For the listing below, return the line containing "#[derive(Clone, Debug, PartialEq, Eq, Hash)]", the line containing "failure the same", and all lines in between, exactly as written and nothing else.

★ ★ ★ ★ ★

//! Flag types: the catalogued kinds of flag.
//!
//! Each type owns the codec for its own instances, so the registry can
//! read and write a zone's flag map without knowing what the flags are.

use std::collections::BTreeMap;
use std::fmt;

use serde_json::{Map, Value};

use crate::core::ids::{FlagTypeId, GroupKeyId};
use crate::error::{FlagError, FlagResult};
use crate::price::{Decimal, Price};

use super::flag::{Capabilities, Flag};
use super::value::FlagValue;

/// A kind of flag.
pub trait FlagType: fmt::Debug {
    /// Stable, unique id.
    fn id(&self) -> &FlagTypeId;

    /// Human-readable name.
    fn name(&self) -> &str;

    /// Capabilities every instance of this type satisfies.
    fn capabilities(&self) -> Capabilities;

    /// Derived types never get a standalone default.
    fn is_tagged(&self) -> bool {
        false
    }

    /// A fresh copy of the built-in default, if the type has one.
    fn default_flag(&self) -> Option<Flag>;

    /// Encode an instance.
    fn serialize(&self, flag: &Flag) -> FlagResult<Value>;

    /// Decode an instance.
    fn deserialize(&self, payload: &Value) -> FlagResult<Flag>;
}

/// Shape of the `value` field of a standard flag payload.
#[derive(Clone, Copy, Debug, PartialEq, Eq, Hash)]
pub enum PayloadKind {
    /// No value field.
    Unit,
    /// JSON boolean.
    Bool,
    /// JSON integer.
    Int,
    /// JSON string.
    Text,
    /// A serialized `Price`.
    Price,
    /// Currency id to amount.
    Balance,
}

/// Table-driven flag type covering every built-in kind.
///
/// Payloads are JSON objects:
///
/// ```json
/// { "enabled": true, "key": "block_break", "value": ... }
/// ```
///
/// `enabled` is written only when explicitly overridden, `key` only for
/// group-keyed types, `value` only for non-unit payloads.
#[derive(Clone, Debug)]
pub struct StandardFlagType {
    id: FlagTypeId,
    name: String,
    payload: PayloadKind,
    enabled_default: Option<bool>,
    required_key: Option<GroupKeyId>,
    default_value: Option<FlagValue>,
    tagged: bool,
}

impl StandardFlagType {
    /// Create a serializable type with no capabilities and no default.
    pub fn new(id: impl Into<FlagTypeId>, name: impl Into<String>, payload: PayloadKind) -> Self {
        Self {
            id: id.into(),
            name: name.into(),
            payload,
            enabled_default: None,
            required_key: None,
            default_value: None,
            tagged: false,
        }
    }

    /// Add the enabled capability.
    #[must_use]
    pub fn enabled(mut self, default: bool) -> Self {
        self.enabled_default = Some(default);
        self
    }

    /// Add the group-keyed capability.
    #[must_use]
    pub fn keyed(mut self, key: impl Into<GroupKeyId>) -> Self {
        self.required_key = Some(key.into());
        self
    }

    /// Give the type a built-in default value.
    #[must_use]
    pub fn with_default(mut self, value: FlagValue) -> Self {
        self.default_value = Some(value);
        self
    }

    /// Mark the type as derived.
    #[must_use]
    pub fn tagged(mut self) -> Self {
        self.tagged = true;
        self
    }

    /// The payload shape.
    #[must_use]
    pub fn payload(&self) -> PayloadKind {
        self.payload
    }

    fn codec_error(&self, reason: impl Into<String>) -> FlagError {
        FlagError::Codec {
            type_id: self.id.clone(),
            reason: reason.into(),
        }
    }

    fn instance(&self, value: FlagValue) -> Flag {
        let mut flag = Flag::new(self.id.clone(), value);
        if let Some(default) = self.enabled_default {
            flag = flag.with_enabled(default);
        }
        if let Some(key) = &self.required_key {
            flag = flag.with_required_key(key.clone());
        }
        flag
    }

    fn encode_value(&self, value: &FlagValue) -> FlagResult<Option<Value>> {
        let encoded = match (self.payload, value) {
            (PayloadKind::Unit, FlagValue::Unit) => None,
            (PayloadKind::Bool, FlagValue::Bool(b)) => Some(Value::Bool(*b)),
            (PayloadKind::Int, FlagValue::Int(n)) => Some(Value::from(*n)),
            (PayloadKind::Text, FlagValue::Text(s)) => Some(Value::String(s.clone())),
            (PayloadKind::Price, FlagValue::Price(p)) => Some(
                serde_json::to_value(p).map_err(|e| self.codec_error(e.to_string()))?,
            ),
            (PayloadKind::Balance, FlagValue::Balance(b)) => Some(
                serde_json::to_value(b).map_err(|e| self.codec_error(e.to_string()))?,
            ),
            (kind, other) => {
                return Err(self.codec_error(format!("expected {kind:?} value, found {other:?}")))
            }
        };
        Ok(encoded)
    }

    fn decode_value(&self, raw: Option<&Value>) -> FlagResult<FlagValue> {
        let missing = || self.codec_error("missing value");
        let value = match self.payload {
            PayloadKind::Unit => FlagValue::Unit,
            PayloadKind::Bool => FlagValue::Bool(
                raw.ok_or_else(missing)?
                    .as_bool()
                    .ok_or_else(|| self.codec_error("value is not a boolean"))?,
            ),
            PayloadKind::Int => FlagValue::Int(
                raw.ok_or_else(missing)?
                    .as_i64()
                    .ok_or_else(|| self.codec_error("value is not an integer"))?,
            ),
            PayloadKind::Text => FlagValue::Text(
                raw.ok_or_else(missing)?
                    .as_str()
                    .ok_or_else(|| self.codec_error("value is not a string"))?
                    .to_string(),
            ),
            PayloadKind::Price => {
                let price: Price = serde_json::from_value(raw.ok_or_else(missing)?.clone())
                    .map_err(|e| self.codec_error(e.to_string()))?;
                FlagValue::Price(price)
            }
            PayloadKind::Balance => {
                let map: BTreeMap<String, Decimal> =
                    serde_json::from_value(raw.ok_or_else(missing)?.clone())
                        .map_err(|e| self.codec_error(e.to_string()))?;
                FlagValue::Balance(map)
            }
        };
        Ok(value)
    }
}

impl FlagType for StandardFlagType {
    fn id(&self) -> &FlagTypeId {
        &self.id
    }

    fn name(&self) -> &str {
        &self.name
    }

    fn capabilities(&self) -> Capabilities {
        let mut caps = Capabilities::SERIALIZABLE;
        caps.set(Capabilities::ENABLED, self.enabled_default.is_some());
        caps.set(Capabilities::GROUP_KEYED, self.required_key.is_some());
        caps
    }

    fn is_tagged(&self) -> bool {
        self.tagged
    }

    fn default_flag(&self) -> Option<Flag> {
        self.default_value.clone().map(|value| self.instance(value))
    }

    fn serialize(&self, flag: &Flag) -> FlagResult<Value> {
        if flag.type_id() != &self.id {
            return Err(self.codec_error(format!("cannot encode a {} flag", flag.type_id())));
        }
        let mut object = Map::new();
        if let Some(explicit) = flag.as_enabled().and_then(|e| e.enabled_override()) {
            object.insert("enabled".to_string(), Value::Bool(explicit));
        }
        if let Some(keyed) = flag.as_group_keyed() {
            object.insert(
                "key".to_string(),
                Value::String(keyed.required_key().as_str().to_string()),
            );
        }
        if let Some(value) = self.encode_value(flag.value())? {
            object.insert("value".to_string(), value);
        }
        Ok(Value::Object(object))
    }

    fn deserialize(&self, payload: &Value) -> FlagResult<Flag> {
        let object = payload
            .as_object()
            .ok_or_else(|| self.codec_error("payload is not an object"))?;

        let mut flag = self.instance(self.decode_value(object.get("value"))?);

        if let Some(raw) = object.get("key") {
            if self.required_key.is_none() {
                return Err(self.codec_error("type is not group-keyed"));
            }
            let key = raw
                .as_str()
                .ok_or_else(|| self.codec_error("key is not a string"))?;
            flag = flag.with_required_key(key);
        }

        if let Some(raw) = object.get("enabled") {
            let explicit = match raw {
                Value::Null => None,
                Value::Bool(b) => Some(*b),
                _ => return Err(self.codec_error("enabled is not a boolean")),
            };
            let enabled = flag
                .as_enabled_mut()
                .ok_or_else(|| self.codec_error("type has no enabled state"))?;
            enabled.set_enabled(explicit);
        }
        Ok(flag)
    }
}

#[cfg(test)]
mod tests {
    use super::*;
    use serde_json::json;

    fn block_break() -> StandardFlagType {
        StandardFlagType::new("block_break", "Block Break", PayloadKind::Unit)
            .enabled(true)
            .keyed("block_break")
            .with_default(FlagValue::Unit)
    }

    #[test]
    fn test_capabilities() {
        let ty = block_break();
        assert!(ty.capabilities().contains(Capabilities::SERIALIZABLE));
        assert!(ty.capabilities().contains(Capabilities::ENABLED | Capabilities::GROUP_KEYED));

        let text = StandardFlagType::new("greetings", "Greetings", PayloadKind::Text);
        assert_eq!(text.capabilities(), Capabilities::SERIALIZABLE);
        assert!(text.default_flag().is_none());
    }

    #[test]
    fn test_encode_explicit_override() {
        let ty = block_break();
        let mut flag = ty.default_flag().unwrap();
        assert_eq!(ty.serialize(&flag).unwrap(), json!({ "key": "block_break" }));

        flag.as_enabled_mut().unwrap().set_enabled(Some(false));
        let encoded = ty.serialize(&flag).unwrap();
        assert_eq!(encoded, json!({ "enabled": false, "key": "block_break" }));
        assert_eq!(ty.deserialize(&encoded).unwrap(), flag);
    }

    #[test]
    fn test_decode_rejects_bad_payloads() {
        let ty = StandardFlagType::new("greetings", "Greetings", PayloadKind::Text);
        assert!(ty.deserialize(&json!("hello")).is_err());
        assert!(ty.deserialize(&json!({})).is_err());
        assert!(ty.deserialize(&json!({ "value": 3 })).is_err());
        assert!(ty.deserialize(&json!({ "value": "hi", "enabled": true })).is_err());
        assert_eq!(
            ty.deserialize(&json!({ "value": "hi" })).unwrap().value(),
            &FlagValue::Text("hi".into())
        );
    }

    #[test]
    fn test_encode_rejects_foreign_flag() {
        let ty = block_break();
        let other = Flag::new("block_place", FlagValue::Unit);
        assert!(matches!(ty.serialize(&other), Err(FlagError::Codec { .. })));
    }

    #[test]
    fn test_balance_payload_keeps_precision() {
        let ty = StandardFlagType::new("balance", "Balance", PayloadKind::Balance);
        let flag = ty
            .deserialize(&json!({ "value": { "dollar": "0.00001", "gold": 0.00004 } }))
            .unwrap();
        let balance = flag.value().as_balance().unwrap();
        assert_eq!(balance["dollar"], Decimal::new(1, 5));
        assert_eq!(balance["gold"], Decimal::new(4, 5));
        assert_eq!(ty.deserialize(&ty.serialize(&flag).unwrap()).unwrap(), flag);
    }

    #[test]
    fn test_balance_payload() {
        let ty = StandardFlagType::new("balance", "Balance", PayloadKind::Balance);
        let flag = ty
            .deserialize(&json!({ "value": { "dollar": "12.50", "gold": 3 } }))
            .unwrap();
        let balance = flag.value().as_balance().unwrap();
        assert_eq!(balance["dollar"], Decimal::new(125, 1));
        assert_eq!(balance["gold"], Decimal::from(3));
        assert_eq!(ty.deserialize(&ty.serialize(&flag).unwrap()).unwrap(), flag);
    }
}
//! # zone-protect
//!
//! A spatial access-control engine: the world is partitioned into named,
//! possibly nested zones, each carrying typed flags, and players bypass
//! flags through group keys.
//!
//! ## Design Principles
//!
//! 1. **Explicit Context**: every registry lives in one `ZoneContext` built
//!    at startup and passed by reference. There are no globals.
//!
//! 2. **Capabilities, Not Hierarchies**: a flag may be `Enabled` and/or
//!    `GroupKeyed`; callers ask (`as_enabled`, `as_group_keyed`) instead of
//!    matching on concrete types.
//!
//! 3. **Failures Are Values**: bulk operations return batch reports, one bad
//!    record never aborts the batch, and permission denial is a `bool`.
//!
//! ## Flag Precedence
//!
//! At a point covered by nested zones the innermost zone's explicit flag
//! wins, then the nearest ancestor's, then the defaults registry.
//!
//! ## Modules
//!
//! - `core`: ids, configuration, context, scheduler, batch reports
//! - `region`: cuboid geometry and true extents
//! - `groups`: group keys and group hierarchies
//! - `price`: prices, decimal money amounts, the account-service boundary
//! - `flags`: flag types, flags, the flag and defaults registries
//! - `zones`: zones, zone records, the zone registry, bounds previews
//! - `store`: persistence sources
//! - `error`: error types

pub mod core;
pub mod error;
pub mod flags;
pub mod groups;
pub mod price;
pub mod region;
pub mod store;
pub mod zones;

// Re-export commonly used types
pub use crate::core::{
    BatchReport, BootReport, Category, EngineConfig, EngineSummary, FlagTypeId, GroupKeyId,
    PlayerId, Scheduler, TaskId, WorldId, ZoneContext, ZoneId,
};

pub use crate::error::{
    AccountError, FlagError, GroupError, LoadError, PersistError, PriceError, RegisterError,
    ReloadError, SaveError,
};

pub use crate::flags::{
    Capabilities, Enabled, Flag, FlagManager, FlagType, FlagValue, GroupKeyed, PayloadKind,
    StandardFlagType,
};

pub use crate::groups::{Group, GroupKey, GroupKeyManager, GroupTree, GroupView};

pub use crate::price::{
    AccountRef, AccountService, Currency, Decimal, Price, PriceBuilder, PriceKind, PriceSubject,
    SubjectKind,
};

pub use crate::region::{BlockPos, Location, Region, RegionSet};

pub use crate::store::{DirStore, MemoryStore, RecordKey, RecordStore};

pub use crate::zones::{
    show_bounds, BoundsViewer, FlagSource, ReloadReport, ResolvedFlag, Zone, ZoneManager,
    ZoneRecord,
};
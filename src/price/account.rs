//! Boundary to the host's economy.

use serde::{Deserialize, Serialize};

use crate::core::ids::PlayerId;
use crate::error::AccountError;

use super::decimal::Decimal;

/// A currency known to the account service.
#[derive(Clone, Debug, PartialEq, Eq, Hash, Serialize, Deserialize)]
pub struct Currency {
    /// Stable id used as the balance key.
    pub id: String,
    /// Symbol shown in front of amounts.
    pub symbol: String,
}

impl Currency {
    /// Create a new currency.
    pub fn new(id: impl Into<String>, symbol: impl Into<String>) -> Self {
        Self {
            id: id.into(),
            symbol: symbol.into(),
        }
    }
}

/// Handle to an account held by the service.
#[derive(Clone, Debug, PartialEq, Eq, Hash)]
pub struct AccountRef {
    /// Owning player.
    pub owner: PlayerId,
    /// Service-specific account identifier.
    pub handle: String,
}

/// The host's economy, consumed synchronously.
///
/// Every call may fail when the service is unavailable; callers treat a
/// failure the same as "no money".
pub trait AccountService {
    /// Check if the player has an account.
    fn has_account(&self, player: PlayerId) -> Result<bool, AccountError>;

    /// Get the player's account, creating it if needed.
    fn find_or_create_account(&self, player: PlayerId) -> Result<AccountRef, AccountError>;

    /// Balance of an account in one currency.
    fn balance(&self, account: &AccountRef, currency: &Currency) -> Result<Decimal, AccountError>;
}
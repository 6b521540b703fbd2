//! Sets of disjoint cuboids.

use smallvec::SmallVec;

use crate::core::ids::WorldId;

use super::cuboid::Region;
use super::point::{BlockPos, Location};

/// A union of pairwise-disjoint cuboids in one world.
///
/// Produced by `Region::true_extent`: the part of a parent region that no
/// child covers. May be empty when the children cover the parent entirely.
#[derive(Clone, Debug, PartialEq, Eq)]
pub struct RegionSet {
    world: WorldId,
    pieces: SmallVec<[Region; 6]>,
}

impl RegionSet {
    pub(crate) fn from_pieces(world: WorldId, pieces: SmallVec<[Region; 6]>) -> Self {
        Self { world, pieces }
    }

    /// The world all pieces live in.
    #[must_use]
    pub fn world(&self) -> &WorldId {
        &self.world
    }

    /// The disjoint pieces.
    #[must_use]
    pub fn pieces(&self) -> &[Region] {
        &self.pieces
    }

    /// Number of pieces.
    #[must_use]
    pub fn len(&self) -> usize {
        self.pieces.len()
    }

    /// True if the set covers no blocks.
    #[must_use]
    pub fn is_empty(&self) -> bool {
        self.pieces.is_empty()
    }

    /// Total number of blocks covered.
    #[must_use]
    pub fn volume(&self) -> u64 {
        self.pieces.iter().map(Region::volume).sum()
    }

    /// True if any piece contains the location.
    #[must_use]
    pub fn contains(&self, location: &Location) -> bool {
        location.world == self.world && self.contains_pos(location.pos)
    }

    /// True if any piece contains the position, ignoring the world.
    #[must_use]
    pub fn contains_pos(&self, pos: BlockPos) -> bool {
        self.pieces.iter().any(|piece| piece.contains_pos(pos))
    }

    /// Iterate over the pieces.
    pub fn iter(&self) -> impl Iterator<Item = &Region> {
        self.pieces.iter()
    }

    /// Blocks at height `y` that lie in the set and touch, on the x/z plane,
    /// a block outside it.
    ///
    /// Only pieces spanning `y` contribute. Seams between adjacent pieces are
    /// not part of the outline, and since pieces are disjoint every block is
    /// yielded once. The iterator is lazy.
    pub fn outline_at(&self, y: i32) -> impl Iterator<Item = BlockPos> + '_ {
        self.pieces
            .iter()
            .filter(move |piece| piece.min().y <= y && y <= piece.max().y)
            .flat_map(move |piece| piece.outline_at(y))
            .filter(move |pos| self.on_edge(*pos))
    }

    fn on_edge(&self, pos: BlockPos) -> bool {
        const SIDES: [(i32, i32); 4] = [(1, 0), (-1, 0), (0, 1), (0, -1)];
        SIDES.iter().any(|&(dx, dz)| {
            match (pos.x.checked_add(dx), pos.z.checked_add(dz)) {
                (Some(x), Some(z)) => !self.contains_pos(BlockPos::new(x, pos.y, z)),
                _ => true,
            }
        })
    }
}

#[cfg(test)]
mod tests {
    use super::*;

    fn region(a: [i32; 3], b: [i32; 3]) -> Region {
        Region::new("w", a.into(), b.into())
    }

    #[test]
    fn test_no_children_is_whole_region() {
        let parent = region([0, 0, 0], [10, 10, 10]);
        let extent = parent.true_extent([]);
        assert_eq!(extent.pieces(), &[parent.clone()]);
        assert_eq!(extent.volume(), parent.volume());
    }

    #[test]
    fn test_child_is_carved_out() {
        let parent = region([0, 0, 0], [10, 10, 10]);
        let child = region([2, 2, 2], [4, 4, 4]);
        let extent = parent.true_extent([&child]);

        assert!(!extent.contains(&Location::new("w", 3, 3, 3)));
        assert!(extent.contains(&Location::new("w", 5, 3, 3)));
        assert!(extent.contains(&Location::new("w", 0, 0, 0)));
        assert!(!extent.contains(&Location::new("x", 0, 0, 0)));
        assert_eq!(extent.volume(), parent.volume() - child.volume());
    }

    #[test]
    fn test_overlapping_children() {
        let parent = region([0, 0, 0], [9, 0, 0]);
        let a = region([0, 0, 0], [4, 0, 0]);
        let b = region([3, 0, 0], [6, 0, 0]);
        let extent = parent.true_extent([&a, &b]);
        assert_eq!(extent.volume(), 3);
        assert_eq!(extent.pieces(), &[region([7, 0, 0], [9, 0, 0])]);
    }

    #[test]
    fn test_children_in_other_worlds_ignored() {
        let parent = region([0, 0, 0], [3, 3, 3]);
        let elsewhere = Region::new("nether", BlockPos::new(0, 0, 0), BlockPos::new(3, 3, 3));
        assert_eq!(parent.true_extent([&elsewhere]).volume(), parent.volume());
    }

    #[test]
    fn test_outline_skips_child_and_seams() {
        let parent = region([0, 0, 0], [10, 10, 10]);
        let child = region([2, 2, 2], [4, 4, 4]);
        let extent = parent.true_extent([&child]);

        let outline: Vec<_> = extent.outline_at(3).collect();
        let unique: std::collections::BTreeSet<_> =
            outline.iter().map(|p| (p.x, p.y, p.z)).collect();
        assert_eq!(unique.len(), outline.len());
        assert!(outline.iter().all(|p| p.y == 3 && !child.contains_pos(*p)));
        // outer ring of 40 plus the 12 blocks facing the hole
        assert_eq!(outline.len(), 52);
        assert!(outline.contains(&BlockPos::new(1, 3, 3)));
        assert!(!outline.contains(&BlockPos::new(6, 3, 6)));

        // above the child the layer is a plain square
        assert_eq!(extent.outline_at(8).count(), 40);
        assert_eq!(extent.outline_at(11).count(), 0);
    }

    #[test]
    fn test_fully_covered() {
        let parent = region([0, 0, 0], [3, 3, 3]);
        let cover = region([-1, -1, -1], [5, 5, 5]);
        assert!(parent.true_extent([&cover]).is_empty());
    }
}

★ ★ ★ ★ ★

Exercise output:
#[derive(Clone, Debug, PartialEq, Eq, Hash)]
pub struct AccountRef {
    /// Owning player.
    pub owner: PlayerId,
    /// Service-specific account identifier.
    pub handle: String,
}

/// The host's economy, consumed synchronously.
///
/// Every call may fail when the service is unavailable; callers treat a
/// failure the same as "no money".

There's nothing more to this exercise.